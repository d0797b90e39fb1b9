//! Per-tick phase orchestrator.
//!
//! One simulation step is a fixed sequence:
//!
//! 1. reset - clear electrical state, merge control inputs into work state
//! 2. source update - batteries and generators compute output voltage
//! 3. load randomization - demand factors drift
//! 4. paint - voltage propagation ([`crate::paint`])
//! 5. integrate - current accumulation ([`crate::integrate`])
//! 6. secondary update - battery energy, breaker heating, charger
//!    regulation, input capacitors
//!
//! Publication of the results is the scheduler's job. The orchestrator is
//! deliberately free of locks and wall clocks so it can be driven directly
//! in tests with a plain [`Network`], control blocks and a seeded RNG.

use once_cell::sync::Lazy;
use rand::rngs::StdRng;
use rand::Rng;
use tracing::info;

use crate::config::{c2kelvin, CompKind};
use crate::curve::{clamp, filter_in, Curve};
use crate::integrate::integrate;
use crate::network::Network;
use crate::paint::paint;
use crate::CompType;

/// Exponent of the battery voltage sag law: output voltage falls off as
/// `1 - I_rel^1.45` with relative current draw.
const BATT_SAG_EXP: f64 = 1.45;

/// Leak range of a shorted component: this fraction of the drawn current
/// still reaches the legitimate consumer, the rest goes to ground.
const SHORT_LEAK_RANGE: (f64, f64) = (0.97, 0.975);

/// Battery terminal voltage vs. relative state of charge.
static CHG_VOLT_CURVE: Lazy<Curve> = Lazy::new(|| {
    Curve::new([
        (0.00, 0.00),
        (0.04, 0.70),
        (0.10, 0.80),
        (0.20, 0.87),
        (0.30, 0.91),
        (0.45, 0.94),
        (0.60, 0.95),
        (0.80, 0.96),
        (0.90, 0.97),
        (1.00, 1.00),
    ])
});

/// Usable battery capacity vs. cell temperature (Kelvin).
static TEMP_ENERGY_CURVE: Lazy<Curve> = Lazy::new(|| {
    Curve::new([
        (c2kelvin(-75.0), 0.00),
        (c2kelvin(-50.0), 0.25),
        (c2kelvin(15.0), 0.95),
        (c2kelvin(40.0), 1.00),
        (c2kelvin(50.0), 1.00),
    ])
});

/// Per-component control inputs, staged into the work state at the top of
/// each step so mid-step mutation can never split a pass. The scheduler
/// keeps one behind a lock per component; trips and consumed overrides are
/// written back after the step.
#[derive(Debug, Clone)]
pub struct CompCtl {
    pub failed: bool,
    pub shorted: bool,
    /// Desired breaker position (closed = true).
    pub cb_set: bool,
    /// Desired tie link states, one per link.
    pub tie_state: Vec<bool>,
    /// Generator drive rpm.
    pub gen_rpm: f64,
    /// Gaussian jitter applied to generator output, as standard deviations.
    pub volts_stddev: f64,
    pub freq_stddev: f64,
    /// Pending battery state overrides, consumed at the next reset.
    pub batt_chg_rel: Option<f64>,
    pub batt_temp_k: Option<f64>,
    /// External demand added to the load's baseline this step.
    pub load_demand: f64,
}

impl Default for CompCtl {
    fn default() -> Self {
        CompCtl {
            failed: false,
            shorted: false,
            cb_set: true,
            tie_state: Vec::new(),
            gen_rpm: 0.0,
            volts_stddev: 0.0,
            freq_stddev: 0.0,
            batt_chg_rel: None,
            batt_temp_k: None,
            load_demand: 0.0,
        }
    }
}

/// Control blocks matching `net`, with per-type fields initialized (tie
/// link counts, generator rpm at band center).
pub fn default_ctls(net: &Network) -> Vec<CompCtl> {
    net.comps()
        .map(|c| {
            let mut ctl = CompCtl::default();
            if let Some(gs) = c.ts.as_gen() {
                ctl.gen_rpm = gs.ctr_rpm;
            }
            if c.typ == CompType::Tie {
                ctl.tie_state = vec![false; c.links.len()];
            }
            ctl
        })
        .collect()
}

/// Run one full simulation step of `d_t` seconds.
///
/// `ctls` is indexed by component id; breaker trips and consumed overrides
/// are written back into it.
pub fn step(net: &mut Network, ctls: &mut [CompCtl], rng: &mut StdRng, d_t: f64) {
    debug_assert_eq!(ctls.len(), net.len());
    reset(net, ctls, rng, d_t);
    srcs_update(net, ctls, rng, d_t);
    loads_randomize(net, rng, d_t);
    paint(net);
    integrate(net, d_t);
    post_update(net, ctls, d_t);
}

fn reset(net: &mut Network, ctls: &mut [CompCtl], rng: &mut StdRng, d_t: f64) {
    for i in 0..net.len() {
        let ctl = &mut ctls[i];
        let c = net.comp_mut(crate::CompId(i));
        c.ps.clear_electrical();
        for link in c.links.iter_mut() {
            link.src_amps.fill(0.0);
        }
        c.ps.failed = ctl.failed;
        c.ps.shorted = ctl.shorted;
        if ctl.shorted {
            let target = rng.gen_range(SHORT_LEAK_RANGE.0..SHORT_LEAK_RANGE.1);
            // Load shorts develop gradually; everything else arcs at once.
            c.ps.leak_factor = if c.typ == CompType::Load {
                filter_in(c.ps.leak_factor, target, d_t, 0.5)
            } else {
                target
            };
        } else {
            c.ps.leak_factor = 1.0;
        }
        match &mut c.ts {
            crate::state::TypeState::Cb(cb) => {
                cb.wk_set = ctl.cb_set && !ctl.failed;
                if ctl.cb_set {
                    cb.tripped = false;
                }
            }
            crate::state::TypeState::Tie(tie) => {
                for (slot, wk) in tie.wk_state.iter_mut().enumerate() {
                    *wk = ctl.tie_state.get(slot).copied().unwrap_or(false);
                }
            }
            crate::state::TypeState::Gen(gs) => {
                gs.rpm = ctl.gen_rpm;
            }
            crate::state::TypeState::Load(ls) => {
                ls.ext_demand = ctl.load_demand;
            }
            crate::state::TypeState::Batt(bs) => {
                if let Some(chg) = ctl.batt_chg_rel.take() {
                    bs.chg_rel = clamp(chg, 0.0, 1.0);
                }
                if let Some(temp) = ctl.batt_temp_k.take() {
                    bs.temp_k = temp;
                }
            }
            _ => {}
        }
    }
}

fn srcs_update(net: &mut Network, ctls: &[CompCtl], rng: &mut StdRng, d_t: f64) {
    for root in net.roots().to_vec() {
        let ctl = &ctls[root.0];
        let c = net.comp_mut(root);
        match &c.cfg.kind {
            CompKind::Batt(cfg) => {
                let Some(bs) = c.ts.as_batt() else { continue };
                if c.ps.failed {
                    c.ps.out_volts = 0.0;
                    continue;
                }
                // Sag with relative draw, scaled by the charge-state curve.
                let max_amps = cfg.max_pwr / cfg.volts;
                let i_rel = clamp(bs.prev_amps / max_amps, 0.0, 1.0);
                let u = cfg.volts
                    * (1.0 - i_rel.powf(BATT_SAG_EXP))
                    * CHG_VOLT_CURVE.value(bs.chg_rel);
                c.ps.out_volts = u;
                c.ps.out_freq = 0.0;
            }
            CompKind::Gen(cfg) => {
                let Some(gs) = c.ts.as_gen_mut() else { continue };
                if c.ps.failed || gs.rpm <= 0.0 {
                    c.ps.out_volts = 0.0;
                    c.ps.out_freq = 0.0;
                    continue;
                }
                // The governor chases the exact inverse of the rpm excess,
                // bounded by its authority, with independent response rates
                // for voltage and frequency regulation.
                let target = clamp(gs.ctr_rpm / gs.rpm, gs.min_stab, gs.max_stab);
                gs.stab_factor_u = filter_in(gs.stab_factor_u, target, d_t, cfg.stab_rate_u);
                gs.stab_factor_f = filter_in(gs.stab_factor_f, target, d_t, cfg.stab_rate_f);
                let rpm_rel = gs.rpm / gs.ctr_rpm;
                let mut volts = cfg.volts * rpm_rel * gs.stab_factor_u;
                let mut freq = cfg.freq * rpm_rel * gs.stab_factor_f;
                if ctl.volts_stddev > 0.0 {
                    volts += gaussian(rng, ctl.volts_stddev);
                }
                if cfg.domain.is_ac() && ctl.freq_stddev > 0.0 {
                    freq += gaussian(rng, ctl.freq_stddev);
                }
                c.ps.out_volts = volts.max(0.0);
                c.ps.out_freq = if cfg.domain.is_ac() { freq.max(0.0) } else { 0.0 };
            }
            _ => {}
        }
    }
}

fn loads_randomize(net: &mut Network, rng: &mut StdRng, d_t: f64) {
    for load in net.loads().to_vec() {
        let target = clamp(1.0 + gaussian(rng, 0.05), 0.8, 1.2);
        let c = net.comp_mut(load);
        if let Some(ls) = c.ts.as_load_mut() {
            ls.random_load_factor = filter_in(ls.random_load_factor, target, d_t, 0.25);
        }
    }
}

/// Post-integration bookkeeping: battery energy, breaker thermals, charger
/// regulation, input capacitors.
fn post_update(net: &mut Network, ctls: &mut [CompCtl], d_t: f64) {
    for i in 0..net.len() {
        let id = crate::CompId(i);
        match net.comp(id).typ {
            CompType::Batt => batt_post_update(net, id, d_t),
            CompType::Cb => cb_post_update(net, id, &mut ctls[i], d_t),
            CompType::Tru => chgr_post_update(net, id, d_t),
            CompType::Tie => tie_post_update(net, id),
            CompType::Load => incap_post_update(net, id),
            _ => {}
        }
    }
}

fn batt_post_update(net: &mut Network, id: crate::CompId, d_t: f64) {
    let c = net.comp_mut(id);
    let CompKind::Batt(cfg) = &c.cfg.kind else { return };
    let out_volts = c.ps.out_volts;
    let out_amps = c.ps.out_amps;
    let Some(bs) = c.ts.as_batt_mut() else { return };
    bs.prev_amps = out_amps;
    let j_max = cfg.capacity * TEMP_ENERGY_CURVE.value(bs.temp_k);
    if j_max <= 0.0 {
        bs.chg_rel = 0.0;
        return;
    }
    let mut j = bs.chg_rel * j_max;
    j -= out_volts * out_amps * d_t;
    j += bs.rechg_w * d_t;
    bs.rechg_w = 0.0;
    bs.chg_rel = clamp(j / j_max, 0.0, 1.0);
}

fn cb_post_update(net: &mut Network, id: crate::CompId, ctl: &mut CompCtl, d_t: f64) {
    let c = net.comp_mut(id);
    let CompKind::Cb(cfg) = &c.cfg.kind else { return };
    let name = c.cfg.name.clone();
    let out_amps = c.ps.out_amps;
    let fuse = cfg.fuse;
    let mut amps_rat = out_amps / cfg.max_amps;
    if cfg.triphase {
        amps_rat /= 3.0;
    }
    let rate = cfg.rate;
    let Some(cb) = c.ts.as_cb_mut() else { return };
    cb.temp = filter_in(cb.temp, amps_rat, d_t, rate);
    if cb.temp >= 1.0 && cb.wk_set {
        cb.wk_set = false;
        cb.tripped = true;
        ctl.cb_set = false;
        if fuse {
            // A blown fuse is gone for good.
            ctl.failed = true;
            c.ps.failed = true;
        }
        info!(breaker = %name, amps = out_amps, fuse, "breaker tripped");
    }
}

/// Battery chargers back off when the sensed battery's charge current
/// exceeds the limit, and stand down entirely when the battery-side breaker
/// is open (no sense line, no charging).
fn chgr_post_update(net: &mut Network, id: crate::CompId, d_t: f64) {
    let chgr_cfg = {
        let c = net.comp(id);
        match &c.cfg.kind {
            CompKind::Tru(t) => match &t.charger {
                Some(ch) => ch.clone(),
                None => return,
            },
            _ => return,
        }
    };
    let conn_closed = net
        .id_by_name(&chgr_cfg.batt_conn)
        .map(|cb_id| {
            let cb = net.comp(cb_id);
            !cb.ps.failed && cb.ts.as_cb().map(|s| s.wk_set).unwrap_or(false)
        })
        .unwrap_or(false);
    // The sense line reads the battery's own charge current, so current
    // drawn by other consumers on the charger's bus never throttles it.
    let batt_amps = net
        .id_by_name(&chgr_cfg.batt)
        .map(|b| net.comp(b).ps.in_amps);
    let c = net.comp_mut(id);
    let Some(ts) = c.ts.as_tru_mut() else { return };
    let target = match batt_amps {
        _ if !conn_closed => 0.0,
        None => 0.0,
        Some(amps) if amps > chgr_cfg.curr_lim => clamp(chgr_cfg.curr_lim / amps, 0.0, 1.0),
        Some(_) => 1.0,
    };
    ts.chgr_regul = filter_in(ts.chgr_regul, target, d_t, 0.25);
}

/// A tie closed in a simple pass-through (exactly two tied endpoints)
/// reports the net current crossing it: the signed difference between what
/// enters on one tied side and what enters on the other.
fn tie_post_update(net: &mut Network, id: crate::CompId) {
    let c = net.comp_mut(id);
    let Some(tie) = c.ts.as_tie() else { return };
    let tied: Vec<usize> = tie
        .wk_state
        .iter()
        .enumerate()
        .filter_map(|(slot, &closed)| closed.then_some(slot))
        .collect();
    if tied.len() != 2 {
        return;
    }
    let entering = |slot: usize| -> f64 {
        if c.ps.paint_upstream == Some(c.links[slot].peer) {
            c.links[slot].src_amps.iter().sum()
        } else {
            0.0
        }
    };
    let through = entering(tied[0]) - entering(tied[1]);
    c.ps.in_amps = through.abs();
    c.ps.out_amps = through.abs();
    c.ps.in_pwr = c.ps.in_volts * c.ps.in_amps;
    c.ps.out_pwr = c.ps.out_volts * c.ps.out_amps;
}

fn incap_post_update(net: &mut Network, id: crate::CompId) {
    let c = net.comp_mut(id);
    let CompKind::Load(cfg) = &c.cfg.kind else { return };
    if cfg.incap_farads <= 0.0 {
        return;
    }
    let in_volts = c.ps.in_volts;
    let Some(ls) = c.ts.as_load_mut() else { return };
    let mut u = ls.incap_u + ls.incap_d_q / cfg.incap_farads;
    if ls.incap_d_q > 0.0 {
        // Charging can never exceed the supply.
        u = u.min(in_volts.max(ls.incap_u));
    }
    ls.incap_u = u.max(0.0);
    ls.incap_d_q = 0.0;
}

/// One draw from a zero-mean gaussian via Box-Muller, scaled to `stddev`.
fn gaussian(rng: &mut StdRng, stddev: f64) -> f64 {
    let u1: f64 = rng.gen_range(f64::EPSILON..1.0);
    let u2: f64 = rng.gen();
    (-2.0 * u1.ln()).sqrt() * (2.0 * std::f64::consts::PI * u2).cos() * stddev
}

○ ○ ○ ○ ○

### REQUIRED ACTION
Go through the data above from its first line and copy each line exactly, stopping once the line with "goes to ground." has been copied.

### SOLUTION
repository d0797b90e39fb1b9
//! Per-tick phase orchestrator.
//!
//! One simulation step is a fixed sequence:
//!
//! 1. reset - clear electrical state, merge control inputs into work state
//! 2. source update - batteries and generators compute output voltage
//! 3. load randomization - demand factors drift
//! 4. paint - voltage propagation ([`crate::paint`])
//! 5. integrate - current accumulation ([`crate::integrate`])
//! 6. secondary update - battery energy, breaker heating, charger
//!    regulation, input capacitors
//!
//! Publication of the results is the scheduler's job. The orchestrator is
//! deliberately free of locks and wall clocks so it can be driven directly
//! in tests with a plain [`Network`], control blocks and a seeded RNG.

use once_cell::sync::Lazy;
use rand::rngs::StdRng;
use rand::Rng;
use tracing::info;

use crate::config::{c2kelvin, CompKind};
use crate::curve::{clamp, filter_in, Curve};
use crate::integrate::integrate;
use crate::network::Network;
use crate::paint::paint;
use crate::CompType;

/// Exponent of the battery voltage sag law: output voltage falls off as
/// `1 - I_rel^1.45` with relative current draw.
const BATT_SAG_EXP: f64 = 1.45;

/// Leak range of a shorted component: this fraction of the drawn current
/// still reaches the legitimate consumer, the rest goes to ground.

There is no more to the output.